整个武曲星的气氛,之前像一根被拉到极致的弓弦,此时骤然一松,恢复了正常状态。偌大的图书馆和训练场静静沐浴在盛夏的日光中,空气中似还留存着火热的气氛和嘈杂的人声,但此时此刻却已经空无一人。
三个月的假期从今天开始。除了少数留校不回家、要参加夏令营或学校还有工作的,其他学生一窝蜂地登上了自己的轻甲,或乘交通工具离开了武曲星。
这颗星球,到了一年中最安静的时候。
三年级生的住宿楼已经没人了。寝室的门大开着,家政机器人门往来穿梭,热火朝天地做着扫除,整个楼道里到弥漫着消毒水和清洁剂的味道。
韦里已经让机器人把行李送去了停机坪,等下午航线开放了,他就会坐轻甲返回自己第一星系的家。

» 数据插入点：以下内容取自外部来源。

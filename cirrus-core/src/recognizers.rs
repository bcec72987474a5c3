//! # Recognizers
//!
//! Independent matchers that each decide whether a token belongs to their
//! category. The pipeline tries them in [`Recognizer::CHAIN`] order and keeps
//! the first match:
//!
//! 1. **Link**: token starts with `http` and parses as a URL.
//! 2. **Date**: token parses as a date and does not contain exactly one `.`.
//! 3. **Proper noun**: capitalized tokens; reserved, never matches.
//! 4. **Quantity**: digit-initial token; unit from its suffix or the next token.
//! 5. **Cardinal**: token is in the cardinal dictionary.
//! 6. **Currency**: token starts with `$`, `¥`, `£` or `€`.
//!
//! A token that no recognizer accepts becomes [`EntityKind::None`].
//!
//! The order is load-bearing: digit-initial tokens never reach the dictionary,
//! and `10.22` is a quantity rather than a date.

use serde::{Deserialize, Serialize};
use url::Url;

use crate::date::{format_date, parse_date};
use crate::dictionary::CardinalDictionary;
use crate::entity::{Entity, EntityKind};
use crate::numeral::{digit_run, scan_numeral, starts_with_digit};
use crate::tokenizer::Token;
use crate::units::has_unit;

/// Symbols that open a monetary amount.
pub const CURRENCY_SYMBOLS: &[char] = &['$', '¥', '£', '€'];

/// One step of the recognizer chain.
#[derive(Debug, Clone, Copy, PartialEq, Eq, Hash, Serialize, Deserialize)]
#[serde(rename_all = "snake_case")]
pub enum Recognizer {
    Link,
    Date,
    ProperNoun,
    Quantity,
    Cardinal,
    Currency,
}

impl Recognizer {
    /// Precedence order, first match wins.
    pub const CHAIN: [Recognizer; 6] = [
        Recognizer::Link,
        Recognizer::Date,
        Recognizer::ProperNoun,
        Recognizer::Quantity,
        Recognizer::Cardinal,
        Recognizer::Currency,
    ];

    pub fn name(&self) -> &'static str {
        match self {
            Recognizer::Link => "link",
            Recognizer::Date => "date",
            Recognizer::ProperNoun => "proper_noun",
            Recognizer::Quantity => "quantity",
            Recognizer::Cardinal => "cardinal",
            Recognizer::Currency => "currency",
        }
    }

    /// Runs this recognizer on `token`, with `next` as the one-token lookahead.
    pub fn apply(
        &self,
        token: &Token,
        next: Option<&Token>,
        dictionary: &CardinalDictionary,
    ) -> Option<Vec<Entity>> {
        match self {
            Recognizer::Link => recognize_link(token).map(|e| vec![e]),
            Recognizer::Date => recognize_date(token).map(|e| vec![e]),
            Recognizer::ProperNoun => recognize_proper_noun(token).map(|e| vec![e]),
            Recognizer::Quantity => recognize_quantity(token, next).map(|e| vec![e]),
            Recognizer::Cardinal => recognize_cardinal(token, dictionary).map(|e| vec![e]),
            Recognizer::Currency => recognize_currency(token),
        }
    }
}

/// Outcome of running the chain on one token.
#[derive(Debug, Clone, PartialEq, Eq)]
pub struct Classification {
    /// Recognizer that matched, `None` for the fallback.
    pub recognizer: Option<Recognizer>,
    pub entities: Vec<Entity>,
}

/// Runs the chain on `token` and falls back to [`EntityKind::None`].
pub fn classify(token: &Token, next: Option<&Token>, dictionary: &CardinalDictionary) -> Classification {
    Recognizer::CHAIN
        .iter()
        .find_map(|recognizer| {
            recognizer
                .apply(token, next, dictionary)
                .map(|entities| Classification {
                    recognizer: Some(*recognizer),
                    entities,
                })
        })
        .unwrap_or_else(|| Classification {
            recognizer: None,
            entities: vec![Entity::from_token(EntityKind::None, token, token.text.clone())],
        })
}

/// `http…` tokens that parse as a URL, normalized (`https://google.com` → `https://google.com/`).
pub fn recognize_link(token: &Token) -> Option<Entity> {
    if !token.text.starts_with("http") {
        return None;
    }
    let url = Url::parse(&token.text).ok()?;
    Some(Entity::from_token(EntityKind::Link, token, url.to_string()))
}

/// Dates, normalized to UTC. A token with exactly one `.` reads as a decimal, never a date.
pub fn recognize_date(token: &Token) -> Option<Entity> {
    if token.text.matches('.').count() == 1 {
        return None;
    }
    let date = parse_date(&token.text)?;
    Some(Entity::from_token(EntityKind::Date, token, format_date(&date)))
}

/// Place for organization / proper-noun recognition on capitalized tokens.
/// Not implemented: every token falls through to the next recognizer.
pub fn recognize_proper_noun(_token: &Token) -> Option<Entity> {
    None
}

/// Digit-initial tokens. The value is the numeral verbatim (`20`, `10.22`,
/// `5e-3`). The unit comes from the rest of the token (`20m`) or, failing
/// that, from the next token (`20 feet`), which is not consumed.
pub fn recognize_quantity(token: &Token, next: Option<&Token>) -> Option<Entity> {
    if !starts_with_digit(&token.text) {
        return None;
    }
    let numeral = scan_numeral(&token.text);
    let suffix = &token.text[numeral.len()..];

    let unit = Some(suffix)
        .filter(|s| !s.is_empty())
        .and_then(has_unit)
        .or_else(|| next.and_then(|n| has_unit(&n.text)));

    Some(Entity::from_token_part(EntityKind::Quantity, token, 0, numeral.len()).with_unit(unit))
}

/// Words in the cardinal dictionary ("two", "dozen").
pub fn recognize_cardinal(token: &Token, dictionary: &CardinalDictionary) -> Option<Entity> {
    dictionary
        .contains(&token.text)
        .then(|| Entity::from_token(EntityKind::Cardinal, token, token.text.clone()))
}

/// Currency-initial tokens: the symbol as money, then the digits right after
/// it as a quantity. Without digits only the money entity is emitted.
pub fn recognize_currency(token: &Token) -> Option<Vec<Entity>> {
    let symbol = token.text.chars().next().filter(|c| CURRENCY_SYMBOLS.contains(c))?;
    let symbol_len = symbol.len_utf8();

    let mut entities = vec![Entity::from_token_part(EntityKind::Money, token, 0, symbol_len)];
    let digits = digit_run(&token.text[symbol_len..]);
    if !digits.is_empty() {
        entities.push(Entity::from_token_part(
            EntityKind::Quantity,
            token,
            symbol_len,
            digits.len(),
        ));
    }
    Some(entities)
}

#[cfg(test)]
mod tests {
    use super::*;
    use crate::tokenizer::tokenize;
    use crate::units::Unit;

    fn token(text: &str) -> Token {
        tokenize(text).remove(0)
    }

    fn dictionary() -> CardinalDictionary {
        CardinalDictionary::from_word_list("two\ndozen\nhundred").unwrap()
    }

    #[test]
    fn test_link_is_normalized() {
        let entity = recognize_link(&token("https://google.com")).unwrap();
        assert_eq!(entity.kind, EntityKind::Link);
        assert_eq!(entity.value, "https://google.com/");
    }

    #[test]
    fn test_link_parse_failure_falls_through() {
        assert!(recognize_link(&token("http")).is_none());
        assert!(recognize_link(&token("https://")).is_none());
        assert!(recognize_link(&token("google.com")).is_none());
    }

    #[test]
    fn test_date_recognized() {
        let entity = recognize_date(&token("2/11/2015")).unwrap();
        assert_eq!(entity.kind, EntityKind::Date);
        assert_eq!(entity.value, "2015-02-11 00:00:00 UTC");
    }

    #[test]
    fn test_single_decimal_point_is_never_a_date() {
        assert!(recognize_date(&token("10.22")).is_none());
        assert!(recognize_date(&token("11.02.2015")).is_some());
    }

    #[test]
    fn test_proper_noun_is_a_no_op() {
        assert!(recognize_proper_noun(&token("Google")).is_none());
        assert!(recognize_proper_noun(&token("google")).is_none());
    }

    #[test]
    fn test_quantity_with_unit_suffix() {
        let entity = recognize_quantity(&token("20m"), None).unwrap();
        assert_eq!(entity.kind, EntityKind::Quantity);
        assert_eq!(entity.value, "20");
        assert_eq!(entity.unit(), Some(Unit::Meters));
        assert_eq!((entity.start, entity.end), (0, 2));
    }

    #[test]
    fn test_quantity_with_unit_lookahead() {
        let tokens = tokenize("20 feet");
        let entity = recognize_quantity(&tokens[0], tokens.get(1)).unwrap();
        assert_eq!(entity.unit(), Some(Unit::Feet));

        let tokens = tokenize("20 apples");
        let entity = recognize_quantity(&tokens[0], tokens.get(1)).unwrap();
        assert_eq!(entity.value, "20");
        assert_eq!(entity.unit(), None);
    }

    #[test]
    fn test_quantity_keeps_literal() {
        for literal in ["10.22", "10e12", "5e-3"] {
            let entity = recognize_quantity(&token(literal), None).unwrap();
            assert_eq!(entity.value, literal);
            assert_eq!(entity.unit(), None);
        }
    }

    #[test]
    fn test_quantity_requires_leading_digit() {
        assert!(recognize_quantity(&token("m20"), None).is_none());
        assert!(recognize_quantity(&token("-5"), None).is_none());
    }

    #[test]
    fn test_cardinal_is_case_sensitive() {
        let dict = dictionary();
        assert!(recognize_cardinal(&token("dozen"), &dict).is_some());
        assert!(recognize_cardinal(&token("Dozen"), &dict).is_none());
    }

    #[test]
    fn test_currency_emits_money_then_quantity() {
        let entities = recognize_currency(&token("$20")).unwrap();
        assert_eq!(entities.len(), 2);
        assert_eq!((entities[0].kind, entities[0].value.as_str()), (EntityKind::Money, "$"));
        assert_eq!((entities[1].kind, entities[1].value.as_str()), (EntityKind::Quantity, "20"));
        assert_eq!((entities[1].start, entities[1].end), (1, 3));
    }

    #[test]
    fn test_currency_multibyte_symbol() {
        let entities = recognize_currency(&token("€15.50")).unwrap();
        assert_eq!(entities[0].value, "€");
        assert_eq!(entities[1].value, "15");
    }

    #[test]
    fn test_currency_without_digits_is_money_alone() {
        let entities = recognize_currency(&token("$")).unwrap();
        assert_eq!(entities.len(), 1);
        assert_eq!(entities[0].kind, EntityKind::Money);
        assert!(recognize_currency(&token("20$")).is_none());
    }

    #[test]
    fn test_classify_precedence() {
        let dict = dictionary();
        let cases = [
            ("https://google.com", Some(Recognizer::Link)),
            ("2/11/2015", Some(Recognizer::Date)),
            ("10.22", Some(Recognizer::Quantity)),
            ("two", Some(Recognizer::Cardinal)),
            ("£5", Some(Recognizer::Currency)),
            ("Google", None),
            ("something", None),
        ];
        for (text, expected) in cases {
            assert_eq!(classify(&token(text), None, &dict).recognizer, expected, "token {text:?}");
        }
    }

    #[test]
    fn test_classify_fallback_is_none_kind() {
        let result = classify(&token("happened"), None, &dictionary());
        assert_eq!(result.entities.len(), 1);
        assert_eq!(result.entities[0].kind, EntityKind::None);
        assert_eq!(result.entities[0].value, "happened");
    }
}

然而现在时间还早。他站在门前抓了半天头发,还是唉声叹气地往元燿的宿舍走去。
这一层的门,唯有元燿的宿舍还紧闭着。负责打扫宿舍的家政机器人推着清洁车,委委屈屈地站在房门前,似乎是进不去,但受程序控制又不能离开。
韦里溜达过去,叹了口气:“他是不是不让你进去啊?”
机器人屏幕上的红光闪了闪。
“哎,正常。我也不是第一次吃闭门羹了。”韦里唏嘘,“你就是个受牵连的,元燿真正恼的应该是我……”
他抬手打开机器人的操控面板,娴熟地更改了指令程序。得了赦令的家政机器人立刻一掉头,一溜烟儿飞快离开了。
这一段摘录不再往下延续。